Saturday, September 3, 2022

Exotic/Disgusting Foods and Beverages Forum--A German Fig Liqueur

      It's booze time again!  This was another random find, which I noticed while shopping at one of my local liquor stores.  First, I saw it was flavored with figs, which is a liquor type I've never had before.  Second, when I picked up the bottle I read it was made in Germany.  So that sold it--a new kind of beverage, and from another country to boot.  The name of this drink was Kleiner Feigling, The Original, and it was made by the Waldemar Behn company.

     Waldemar Behn GmbH was created by a German man in 1892, who was not coincidently named Waldemar Behn.  This company, which usually goes by BEHN for short, started off by selling other folk's alcoholic beverages.  However, in the 1950's it started making its own.  These products were enough to keep the business going, but it wasn't until 1992 that BEHN saw one of its own brands become really popular.  This was Kleiner Feigling.  Which is a play on words, as in German "feige" can refer to figs, or to being cowardly.  So the brand translates into "Little Coward."  This is also the name of the brand's logo character.  Who is, like the Billy Idol song, or the fun old horror movie that song was based on, eyes without a face.  Two kind of crossed eyes, on a field of black, with apparent fear perspiration drops coming off the invisible, or incorporeal head of Little Coward.  All of the Kleiner Feigling drinks are made from vodka that's then infused with various flavors.  The original is fig-based, but other kinds include magic mango, red berry sour, coco biscuit, cherry-banana, bubble gum, licorice, strawberry colada, cookie vanilla, and green lemon.  Their alcohol content is mid-range, either 15% or 20% (30 or 40 proof).  These drinks are often sold in tiny 20 mL bottles, or basically, single shots.  Consumers have a custom of tipping the bottle upside down and then tapping the cap, to cause bubbles to form before the beverage is imbibed.  Kleiner Feigling was prominently advertised at the (now discontinued) German Love Parade, as well as being on the trunks of Hall of Fame boxers like Wladimir Klischko and Virgil Hill.  BEHN has many other brands as well.  Some of the more popular ones are Andalo (flavored with sea buckthorn), Dooley's (a cream liqueur), and Danzka, a Danish-made vodka that BEHN acquired in 2013.

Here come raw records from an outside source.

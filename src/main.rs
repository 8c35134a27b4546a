//! Horizon CLI: compile provisioning definitions into executable jobs.

use clap::Parser;
use tracing_subscriber::layer::SubscriberExt;
use tracing_subscriber::util::SubscriberInitExt;

#[derive(Parser, Debug)]
#[command(
    name = "horizon",
    version,
    about = "Compile provisioning definitions into ordered jobs and multilingual translation tables"
)]
struct Cli {
    /// Increase log verbosity (-v info, -vv debug); RUST_LOG overrides
    #[arg(short, long, global = true, action = clap::ArgAction::Count)]
    verbose: u8,

    #[command(subcommand)]
    command: horizon::cli::Commands,
}

fn main() {
    let cli = Cli::parse();

    // Logs go to stderr; stdout carries command output.
    let fallback = match cli.verbose {
        0 => "horizon=warn",
        1 => "horizon=info",
        _ => "horizon=debug",
    };
    tracing_subscriber::registry()
        .with(
            tracing_subscriber::EnvFilter::try_from_default_env()
                .unwrap_or_else(|_| fallback.into()),
        )
        .with(tracing_subscriber::fmt::layer().with_writer(std::io::stderr))
        .init();

    if let Err(e) = horizon::cli::dispatch(cli.command) {
        eprintln!("error: {}", e);
        std::process::exit(1);
    }
}
//! Element builders, one per element kind.
//!
//! Each builder reads its element's attributes and children, resolves the
//! translatable texts through the compilation's translation store, and returns
//! the element's path plus the planned task body. Sequencing and recursion
//! into children are the compiler's job.

pub mod column;
pub mod content;
pub mod dataset;
pub mod feature;
pub mod field;
pub mod schema;

use crate::core::error::{Error, Result};
use crate::core::parser::Node;
use crate::core::path::ElementPath;
use crate::core::types::{ExecAction, Payload, LOCAL_ADDRESS};

/// A task body before it is given a sequence number.
#[derive(Debug, Clone, PartialEq)]
pub struct Planned {
    /// Path of the element, used as the parent path of its children
    pub path: ElementPath,
    pub action: ExecAction,
    pub address: String,
    pub payload: Payload,
}

impl Planned {
    /// An API POST of a JSON document.
    pub fn post(path: ElementPath, address: String, document: serde_json::Value) -> Self {
        Self {
            path,
            action: ExecAction::ApiPost,
            address,
            payload: Payload::Document(document),
        }
    }

    /// A raw statement run against the local database.
    pub fn query(path: ElementPath, statement: String) -> Self {
        Self {
            path,
            action: ExecAction::ExecQuery,
            address: LOCAL_ADDRESS.to_string(),
            payload: Payload::Query(statement),
        }
    }
}

/// A required attribute: present and non-empty.
pub(crate) fn required<'a>(element: &'a Node, attr: &str, at: &ElementPath) -> Result<&'a str> {
    match element.get(attr) {
        Some(v) if !v.is_empty() => Ok(v),
        _ => Err(Error::malformed(format!(
            "<{}> under {} is missing required attribute '{}'",
            element.tag(),
            at,
            attr
        ))),
    }
}

/// Boolean spellings accepted by the definition format.
pub(crate) fn parse_bool(value: &str) -> Option<bool> {
    match value {
        "1" | "t" | "T" | "true" | "TRUE" | "True" => Some(true),
        "0" | "f" | "F" | "false" | "FALSE" | "False" => Some(false),
        _ => None,
    }
}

Kleiner Feigling, The Original, natural fig liqueur:  Had a discernable and pleasant fig-y odor.  The taste was good--nice and fruity.  A bit strong, but not like a typical hard liquor, which makes sense since they're usually double the alcohol content.  I didn't enjoy it as much as the creme de cassis (see my post on August 21, 2021 for more information on that drink), but it was still solid, better than average.  Overall it was fun to try a liquor flavored with a different kind of fruit.  Also, I had mine plain, but others mix it with other liquids as a cocktail, or over ice.  And I didn't do the "flip it over and tap the cap to cause bubbles before drinking" tradition, since I hadn't heard about that until after I finished the bottle.  Therefore, I would recommend this for folks looking to try something new in a fruity liqueur.  Unless you hate figs, I guess.  I'll look for other Kleiner Feigling flavors as well.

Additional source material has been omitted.